One of the disciples got up and turned on the lights.
The others blew out the candles.
"Church?" Mother Grace said again, looking at the paneled basement walls and at the exposed ceiling beams. She was trying hard to get a handle on her situation, but she was still disoriented.
There was nothing Barlowe could do to help her. Sometimes, she needed as long as ten minutes to shake off the confusion that always followed a journey into the spirit world.
She stood up.
Barlowe stood, too, towering over her.
She said, "I gotta pee real bad.

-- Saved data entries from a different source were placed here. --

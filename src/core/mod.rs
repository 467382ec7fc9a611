pub mod aggregation;
pub mod benchmark_matcher;
pub mod benchmarks;
pub mod demand;
pub mod floor_area;
pub mod spatial_linker;
pub mod units;
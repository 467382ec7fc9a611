use serde::{Deserialize, Serialize};
use thiserror::Error;

pub const KILOWATT_HOURS_PER_MEGAWATT_HOUR: u32 = 1_000;
pub const TERAJOULES_PER_MEGAWATT_HOUR: f64 = 0.0036;
pub const SQUARE_METRES_PER_SQUARE_KILOMETRE: u32 = 1_000_000;

/// EPSG code of Irish Transverse Mercator, the projected reference system shared by building
/// coordinates and boundary polygons.
pub const IRISH_TRANSVERSE_MERCATOR_EPSG: u32 = 2157;

pub(crate) fn kwh_to_mwh(kwh: f64) -> f64 {
    kwh / KILOWATT_HOURS_PER_MEGAWATT_HOUR as f64
}

pub(crate) fn mwh_to_tj(mwh: f64) -> f64 {
    mwh * TERAJOULES_PER_MEGAWATT_HOUR
}

pub(crate) fn m2_to_km2(m2: f64) -> f64 {
    m2 / SQUARE_METRES_PER_SQUARE_KILOMETRE as f64
}

// 5 year average for Dublin Airport between 2015 and 2020
pub const DUBLIN_AIRPORT_DEGREE_DAYS: DegreeDays = DegreeDays(2175.);
// degree days the CIBSE TM46 benchmarks were derived against
pub const TM46_DEGREE_DAYS: DegreeDays = DegreeDays(2021.);

/// An annual heating degree-day total. Always strictly positive, as degree-day totals are used as
/// the denominator of climate scaling factors.
#[derive(Clone, Copy, Debug, Deserialize, PartialEq, PartialOrd, Serialize)]
#[serde(try_from = "f64", into = "f64")]
pub struct DegreeDays(f64);

impl DegreeDays {
    pub fn new(total: f64) -> Result<Self, DegreeDaysError> {
        if !total.is_finite() || total <= 0. {
            return Err(DegreeDaysError::NotPositive(total));
        }

        Ok(Self(total))
    }

    /// Factor by which a weather-dependent intensity measured in the `reference` climate is
    /// scaled to represent this climate.
    pub fn ratio_to(&self, reference: DegreeDays) -> f64 {
        self.0 / reference.0
    }
}

impl TryFrom<f64> for DegreeDays {
    type Error = DegreeDaysError;

    fn try_from(total: f64) -> Result<Self, Self::Error> {
        Self::new(total)
    }
}

impl From<DegreeDays> for f64 {
    fn from(degree_days: DegreeDays) -> Self {
        degree_days.0
    }
}

#[derive(Clone, Debug, Error, PartialEq)]
pub enum DegreeDaysError {
    #[error("Degree days must be a finite number greater than zero, but {0} was given")]
    NotPositive(f64),
}

#[cfg(test)]
mod tests {
    use super::*;
    use approx::assert_relative_eq;
    use pretty_assertions::assert_eq;
    use rstest::*;

    #[rstest]
    fn should_convert_kwh_to_mwh() {
        assert_eq!(kwh_to_mwh(2500.), 2.5);
    }

    #[rstest]
    fn should_convert_mwh_to_tj() {
        assert_relative_eq!(mwh_to_tj(1000.), 3.6);
    }

    #[rstest]
    fn should_convert_m2_to_km2() {
        assert_eq!(m2_to_km2(2_500_000.), 2.5);
    }

    mod degree_days {
        use super::*;
        use pretty_assertions::assert_eq;

        #[rstest]
        fn test_ratio_of_dublin_to_tm46() {
            let dublin = DegreeDays::new(2175.).unwrap();
            let tm46 = DegreeDays::new(2021.).unwrap();
            assert_relative_eq!(dublin.ratio_to(tm46), 1.0761999, epsilon = 1e-7);
        }

        #[rstest]
        #[case(0.)]
        #[case(-1.)]
        #[case(f64::NAN)]
        #[case(f64::INFINITY)]
        fn test_invalid_degree_days(#[case] total: f64) {
            assert!(matches!(
                DegreeDays::new(total),
                Err(DegreeDaysError::NotPositive(_))
            ));
        }

        #[rstest]
        fn test_deserialize_rejects_zero() {
            assert!(serde_json::from_str::<DegreeDays>("0").is_err());
            assert_eq!(
                serde_json::from_str::<DegreeDays>("2175").unwrap(),
                DegreeDays(2175.)
            );
        }
    }
}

Real bad." She grimaced and put one hand on her abdomen." Isn't there anywhere to pee in this place? Huh?
I got to pee."
Barlowe motioned to Edna Vanoff, a short stout woman who was a member of the inner council, and Edna led Mother Grace to the lavatory at the far end of the basement. The old woman was unsteady; she leaned against Edna as she walked, and she continued to look around in bewilderment.
In a loud voice that carried the length of the room, Mother Grace said,
"Oh, boy, I gotta pee so bad I think I'm gonna bust."
Barlowe sighed wearily and sat down on the too-small, toohard wooden chair.